Action item: The reply should contain each record below, returned exactly as given.

Working data:
use crate::game::types::RoomId;
use base64::engine::general_purpose::URL_SAFE_NO_PAD;
use base64::Engine;
use sha2::{Digest, Sha256};

pub const MAX_ROOM_SLUG_LENGTH: usize = 32;
const ROOM_ID_SUFFIX_LENGTH: usize = 10;
const FALLBACK_SLUG: &str = "room";

pub fn sanitize_room_name(value: &str) -> String {
    let mut cleaned = String::with_capacity(value.len().min(MAX_ROOM_SLUG_LENGTH));
    for ch in value.trim().chars() {
        if cleaned.len() >= MAX_ROOM_SLUG_LENGTH {
            break;
        }
        if ch.is_ascii_alphanumeric() || ch == '-' || ch == '_' {
            cleaned.push(ch.to_ascii_lowercase());
        } else if ch.is_whitespace() && !cleaned.ends_with('-') {
            cleaned.push('-');
        }
    }
    let cleaned = cleaned.trim_matches('-').to_string();
    if cleaned.is_empty() {
        FALLBACK_SLUG.to_string()
    } else {
        cleaned
    }
}

/// `{slug}-{suffix}` where the suffix hashes the raw name with `nonce`.
/// Only URL-safe characters end up in the id.
pub fn derive_room_id(name: &str, nonce: u64) -> RoomId {
    let mut hasher = Sha256::new();
    hasher.update(name.as_bytes());
    hasher.update(nonce.to_le_bytes());
    let digest = URL_SAFE_NO_PAD.encode(hasher.finalize());
    let suffix = &digest[..ROOM_ID_SUFFIX_LENGTH];
    RoomId::new(format!("{}-{}", sanitize_room_name(name), suffix))
}

#[cfg(test)]
mod tests {
    use super::*;

    #[test]
    fn sanitize_keeps_slug_characters() {
        assert_eq!(sanitize_room_name("  Cozy Corner!  "), "cozy-corner");
        assert_eq!(sanitize_room_name("team_42-dev"), "team_42-dev");
        assert_eq!(sanitize_room_name("***"), "room");
    }

    #[test]
    fn sanitize_caps_length() {
        let long = "a".repeat(100);
        assert_eq!(sanitize_room_name(&long).len(), MAX_ROOM_SLUG_LENGTH);
    }

    #[test]
    fn derivation_is_deterministic_per_nonce() {
        assert_eq!(derive_room_id("Lobby", 7), derive_room_id("Lobby", 7));
        assert_ne!(derive_room_id("Lobby", 7), derive_room_id("Lobby", 8));
    }

    #[test]
    fn derived_id_is_url_safe() {
        let id = derive_room_id("My Room / 2", 99);
        assert!(id.as_str().starts_with("my-room-2-"));
        assert!(id
            .as_str()
            .chars()
            .all(|ch| ch.is_ascii_alphanumeric() || ch == '-' || ch == '_'));
    }
}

Response to this exercise:
use crate::game::types::RoomId;
use base64::engine::general_purpose::URL_SAFE_NO_PAD;
use base64::Engine;
use sha2::{Digest, Sha256};

pub const MAX_ROOM_SLUG_LENGTH: usize = 32;
const ROOM_ID_SUFFIX_LENGTH: usize = 10;
const FALLBACK_SLUG: &str = "room";

pub fn sanitize_room_name(value: &str) -> String {
    let mut cleaned = String::with_capacity(value.len().min(MAX_ROOM_SLUG_LENGTH));
    for ch in value.trim().chars() {
        if cleaned.len() >= MAX_ROOM_SLUG_LENGTH {
            break;
        }
        if ch.is_ascii_alphanumeric() || ch == '-' || ch == '_' {
            cleaned.push(ch.to_ascii_lowercase());
        } else if ch.is_whitespace() && !cleaned.ends_with('-') {
            cleaned.push('-');
        }
    }
    let cleaned = cleaned.trim_matches('-').to_string();
    if cleaned.is_empty() {
        FALLBACK_SLUG.to_string()
    } else {
        cleaned
    }
}

/// `{slug}-{suffix}` where the suffix hashes the raw name with `nonce`.
/// Only URL-safe characters end up in the id.
pub fn derive_room_id(name: &str, nonce: u64) -> RoomId {
    let mut hasher = Sha256::new();
    hasher.update(name.as_bytes());
    hasher.update(nonce.to_le_bytes());
    let digest = URL_SAFE_NO_PAD.encode(hasher.finalize());
    let suffix = &digest[..ROOM_ID_SUFFIX_LENGTH];
    RoomId::new(format!("{}-{}", sanitize_room_name(name), suffix))
}

#[cfg(test)]
mod tests {
    use super::*;

    #[test]
    fn sanitize_keeps_slug_characters() {
        assert_eq!(sanitize_room_name("  Cozy Corner!  "), "cozy-corner");
        assert_eq!(sanitize_room_name("team_42-dev"), "team_42-dev");
        assert_eq!(sanitize_room_name("***"), "room");
    }

    #[test]
    fn sanitize_caps_length() {
        let long = "a".repeat(100);
        assert_eq!(sanitize_room_name(&long).len(), MAX_ROOM_SLUG_LENGTH);
    }

    #[test]
    fn derivation_is_deterministic_per_nonce() {
        assert_eq!(derive_room_id("Lobby", 7), derive_room_id("Lobby", 7));
        assert_ne!(derive_room_id("Lobby", 7), derive_room_id("Lobby", 8));
    }

    #[test]
    fn derived_id_is_url_safe() {
        let id = derive_room_id("My Room / 2", 99);
        assert!(id.as_str().starts_with("my-room-2-"));
        assert!(id
            .as_str()
            .chars()
            .all(|ch| ch.is_ascii_alphanumeric() || ch == '-' || ch == '_'));
    }
}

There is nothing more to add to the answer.